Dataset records
──────

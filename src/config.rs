use anyhow::{Context, Result};
use log::warn;
use std::env;

const DEFAULT_JWT_SECRET: &str = "studysync_dev_secret";

#[derive(Debug, Clone)]
pub struct AppConfig {
    pub database_url: String,
    pub max_connections: u32,
    pub host: String,
    pub port: u16,
    pub jwt_secret: String,
}

impl AppConfig {
    /// Reads the service configuration from the environment. Call
    /// `dotenv::dotenv()` first to pick up a `.env` file.
    pub fn from_env() -> Result<Self> {
        let jwt_secret = env::var("JWT_SECRET").unwrap_or_else(|_| {
            warn!("JWT_SECRET not set, using the development secret");
            DEFAULT_JWT_SECRET.to_string()
        });

        Ok(Self {
            database_url: env::var("DATABASE_URL")
                .unwrap_or_else(|_| "sqlite:studysync.db?mode=rwc".to_string()),
            max_connections: parse_var("DATABASE_MAX_CONNECTIONS", 5)?,
            host: env::var("HOST").unwrap_or_else(|_| "127.0.0.1".to_string()),
            port: parse_var("PORT", 5000)?,
            jwt_secret,
        })
    }

    pub fn bind_address(&self) -> (String, u16) {
        (self.host.clone(), self.port)
    }
}

/// Parses an optional environment variable, falling back to `default` when unset.
pub fn parse_var<T>(name: &str, default: T) -> Result<T>
where
    T: std::str::FromStr,
    T::Err: std::error::Error + Send + Sync + 'static,
{
    match env::var(name) {
        Ok(raw) => raw
            .trim()
            .parse()
            .with_context(|| format!("{} has an invalid value: {:?}", name, raw)),
        Err(_) => Ok(default),
    }
}
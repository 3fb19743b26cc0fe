use actix_web::{web, HttpRequest, HttpResponse};
use serde_json::json;

use super::{ensure_access, require_user_id};
use crate::auth::AuthService;
use crate::error::ApiError;
use crate::models::{NewPomodoroSession, UserIdQuery};
use crate::sessions::SessionService;

pub fn config(cfg: &mut web::ServiceConfig) {
    cfg.service(
        web::scope("/pomodoro")
            .route("", web::post().to(log_session))
            .route("", web::get().to(get_sessions))
            .route("/summary", web::get().to(get_summary)),
    );
}

async fn log_session(
    req: HttpRequest,
    body: web::Json<NewPomodoroSession>,
    auth_service: web::Data<AuthService>,
    sessions: web::Data<SessionService>,
) -> Result<HttpResponse, ApiError> {
    ensure_access(&req, &auth_service, body.user_id).await?;
    sessions.log(body.into_inner()).await?;
    Ok(HttpResponse::Ok().json(json!({ "message": "Pomodoro session logged" })))
}

async fn get_sessions(
    req: HttpRequest,
    query: web::Query<UserIdQuery>,
    auth_service: web::Data<AuthService>,
    sessions: web::Data<SessionService>,
) -> Result<HttpResponse, ApiError> {
    let user_id = require_user_id(query.user_id)?;
    ensure_access(&req, &auth_service, user_id).await?;
    Ok(HttpResponse::Ok().json(sessions.list_for_user(user_id).await?))
}

async fn get_summary(
    req: HttpRequest,
    query: web::Query<UserIdQuery>,
    auth_service: web::Data<AuthService>,
    sessions: web::Data<SessionService>,
) -> Result<HttpResponse, ApiError> {
    let user_id = require_user_id(query.user_id)?;
    ensure_access(&req, &auth_service, user_id).await?;
    Ok(HttpResponse::Ok().json(sessions.summary_for_user(user_id).await?))
}
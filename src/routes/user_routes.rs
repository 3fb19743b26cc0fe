use actix_web::{web, HttpRequest, HttpResponse};
use log::{error, info};
use serde_json::json;

use super::bearer_user;
use crate::auth::AuthService;
use crate::error::ApiError;
use crate::models::{LoginCredentials, PublicUser, RegisterCredentials};

pub fn config(cfg: &mut web::ServiceConfig) {
    cfg.service(
        web::scope("/users")
            .route("/register", web::post().to(register))
            .route("/login", web::post().to(login))
            .route("/me", web::get().to(get_current_user)),
    );
}

async fn register(
    auth_service: web::Data<AuthService>,
    credentials: web::Json<RegisterCredentials>,
) -> Result<HttpResponse, ApiError> {
    info!("Received registration request for: {}", credentials.email);
    match auth_service.register(credentials.into_inner()).await {
        Ok(user) => {
            info!("Registration successful for: {}", user.email);
            Ok(HttpResponse::Created().json(json!({
                "message": "User registered successfully."
            })))
        }
        Err(e) => {
            error!("Registration failed: {}", e);
            Err(e)
        }
    }
}

async fn login(
    auth_service: web::Data<AuthService>,
    credentials: web::Json<LoginCredentials>,
) -> Result<HttpResponse, ApiError> {
    info!("Received login request for: {}", credentials.email);
    let response = auth_service.login(credentials.into_inner()).await?;
    Ok(HttpResponse::Ok().json(response))
}

async fn get_current_user(
    req: HttpRequest,
    auth_service: web::Data<AuthService>,
) -> Result<HttpResponse, ApiError> {
    let user = bearer_user(&req, &auth_service)
        .await?
        .ok_or_else(|| ApiError::Unauthorized("No authorization token provided".to_string()))?;
    Ok(HttpResponse::Ok().json(PublicUser::from(user)))
}
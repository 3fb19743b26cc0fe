//! Terminal Pomodoro timer. Finished intervals are logged to a StudySync
//! server.
//!
//! Commands (one per line): `start`, `pause`, empty line to toggle, `reset`,
//! `skip`, `work|short|long <minutes>`, `quit`.

use std::io::Write;
use std::time::Duration;

use anyhow::{Context, Result};
use log::info;
use tokio::io::{AsyncBufReadExt, BufReader};
use tokio::sync::mpsc;

use studysync::config::parse_var;
use studysync::models::Mode;
use studysync::timer::{format_remaining, Durations, HttpSessionLogger, TimerCommand, TimerController, TimerEffect};

fn parse_command(line: &str) -> Option<TimerCommand> {
    let mut parts = line.split_whitespace();
    let command = match parts.next() {
        None => TimerCommand::Toggle,
        Some("start") => TimerCommand::Start,
        Some("pause") => TimerCommand::Pause,
        Some("reset") => TimerCommand::Reset,
        Some("skip") => TimerCommand::Skip,
        Some("quit") | Some("exit") => TimerCommand::Shutdown,
        Some(name @ ("work" | "short" | "long")) => {
            let mode = match name {
                "work" => Mode::Work,
                "short" => Mode::Short,
                _ => Mode::Long,
            };
            let minutes = parts.next()?.parse().ok()?;
            TimerCommand::SetDuration { mode, minutes }
        }
        Some(_) => return None,
    };
    Some(command)
}

#[tokio::main]
async fn main() -> Result<()> {
    dotenv::dotenv().ok();
    env_logger::init();

    let api_url = std::env::var("STUDYSYNC_API_URL").unwrap_or_else(|_| "http://127.0.0.1:5000".to_string());
    let user_id: i64 = std::env::var("STUDYSYNC_USER_ID")
        .context("STUDYSYNC_USER_ID must be set")?
        .parse()
        .context("STUDYSYNC_USER_ID must be a number")?;
    let durations = Durations::new(
        parse_var("POMODORO_WORK_MINUTES", 25)?,
        parse_var("POMODORO_SHORT_MINUTES", 5)?,
        parse_var("POMODORO_LONG_MINUTES", 15)?,
    )?;

    let logger = HttpSessionLogger::new(&api_url);
    info!("Logging sessions for user {} to {}", user_id, logger.endpoint());

    let controller = TimerController::new(user_id, durations, logger);
    let (tx, rx) = mpsc::channel(16);

    tokio::spawn(async move {
        let mut lines = BufReader::new(tokio::io::stdin()).lines();
        while let Ok(Some(line)) = lines.next_line().await {
            match parse_command(line.trim()) {
                Some(command) => {
                    let shutdown = command == TimerCommand::Shutdown;
                    if tx.send(command).await.is_err() || shutdown {
                        break;
                    }
                }
                None => eprintln!("unknown command: {}", line.trim()),
            }
        }
    });

    println!("Pomodoro ready. Press Enter to start or pause, type `quit` to leave.");
    let controller = controller
        .run(Duration::from_secs(1), rx, |engine, effects| {
            for effect in effects {
                if let TimerEffect::ModeChanged { to, .. } = effect {
                    let label = if to.is_break() { "Break" } else { "Focus" };
                    println!("\n{} time! ({})", label, to);
                }
            }
            let state = if engine.is_running() { "running" } else { "paused" };
            print!(
                "\r[{}] {} ({}, {} done)   ",
                engine.mode(),
                format_remaining(engine.remaining_seconds()),
                state,
                engine.completed_work_count()
            );
            let _ = std::io::stdout().flush();
        })
        .await;

    println!("\nCompleted {} work intervals.", controller.engine().completed_work_count());
    // Give in-flight submissions a moment to finish.
    tokio::time::sleep(Duration::from_millis(500)).await;
    Ok(())
}
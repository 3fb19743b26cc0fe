use crate::error::ApiError;
use crate::models::{NewResource, Resource, ResourceFilter};
use log::info;
use sqlx::SqlitePool;

const RESOURCE_COLUMNS: &str =
    "id, title, description, subject, resource_url, resource_type, created_at";

pub struct ResourceService {
    pool: SqlitePool,
}

impl ResourceService {
    pub fn new(pool: SqlitePool) -> Self {
        Self { pool }
    }

    /// Newest first. `search` matches title, description or subject.
    pub async fn list(&self, filter: &ResourceFilter) -> Result<Vec<Resource>, ApiError> {
        let pattern = search_pattern(filter.search.as_deref());

        sqlx::query_as::<_, Resource>(&format!(
            r#"
            SELECT {}
            FROM resources
            WHERE (?1 IS NULL
                   OR title LIKE ?1 ESCAPE '\'
                   OR description LIKE ?1 ESCAPE '\'
                   OR subject LIKE ?1 ESCAPE '\')
              AND (?2 IS NULL OR resource_type = ?2)
            ORDER BY created_at DESC, id DESC
            "#,
            RESOURCE_COLUMNS
        ))
        .bind(pattern)
        .bind(filter.resource_type)
        .fetch_all(&self.pool)
        .await
        .map_err(ApiError::storage("DB error"))
    }

    pub async fn get(&self, id: i64) -> Result<Resource, ApiError> {
        self.find(id)
            .await
            .map_err(ApiError::storage("DB error"))?
            .ok_or_else(|| ApiError::not_found("Resource not found"))
    }

    pub async fn create(&self, resource: NewResource) -> Result<Resource, ApiError> {
        if resource.title.trim().is_empty() || resource.resource_url.trim().is_empty() {
            return Err(ApiError::validation("Title and resource URL are required"));
        }

        let result = sqlx::query(
            "INSERT INTO resources (title, description, subject, resource_url, resource_type) VALUES (?, ?, ?, ?, ?)",
        )
        .bind(resource.title.trim())
        .bind(&resource.description)
        .bind(&resource.subject)
        .bind(resource.resource_url.trim())
        .bind(resource.resource_type)
        .execute(&self.pool)
        .await
        .map_err(ApiError::storage("DB insert failed"))?;

        let created = self
            .find(result.last_insert_rowid())
            .await
            .map_err(ApiError::storage("Failed to fetch new resource"))?
            .ok_or_else(|| ApiError::not_found("Resource not found"))?;

        info!("Created resource {} ({})", created.id, created.title);
        Ok(created)
    }

    pub async fn delete(&self, id: i64) -> Result<(), ApiError> {
        let result = sqlx::query("DELETE FROM resources WHERE id = ?")
            .bind(id)
            .execute(&self.pool)
            .await
            .map_err(ApiError::storage("DB delete failed"))?;

        if result.rows_affected() == 0 {
            return Err(ApiError::not_found("Resource not found"));
        }
        info!("Deleted resource {}", id);
        Ok(())
    }

    async fn find(&self, id: i64) -> Result<Option<Resource>, sqlx::Error> {
        sqlx::query_as::<_, Resource>(&format!(
            "SELECT {} FROM resources WHERE id = ?",
            RESOURCE_COLUMNS
        ))
        .bind(id)
        .fetch_optional(&self.pool)
        .await
    }
}

/// `LIKE ... ESCAPE '\'` pattern for a literal substring search; blank input
/// disables the filter.
pub(crate) fn search_pattern(search: Option<&str>) -> Option<String> {
    let term = search.map(str::trim).filter(|term| !term.is_empty())?;
    let mut pattern = String::with_capacity(term.len() + 2);
    pattern.push('%');
    for c in term.chars() {
        if matches!(c, '%' | '_' | '\\') {
            pattern.push('\\');
        }
        pattern.push(c);
    }
    pattern.push('%');
    Some(pattern)
}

──────

The task: Whichever lines of the records above hold the word "search" should all be copied out.

Result for this task:
    /// Newest first. `search` matches title, description or subject.
        let pattern = search_pattern(filter.search.as_deref());
/// `LIKE ... ESCAPE '\'` pattern for a literal substring search; blank input
pub(crate) fn search_pattern(search: Option<&str>) -> Option<String> {
    let term = search.map(str::trim).filter(|term| !term.is_empty())?;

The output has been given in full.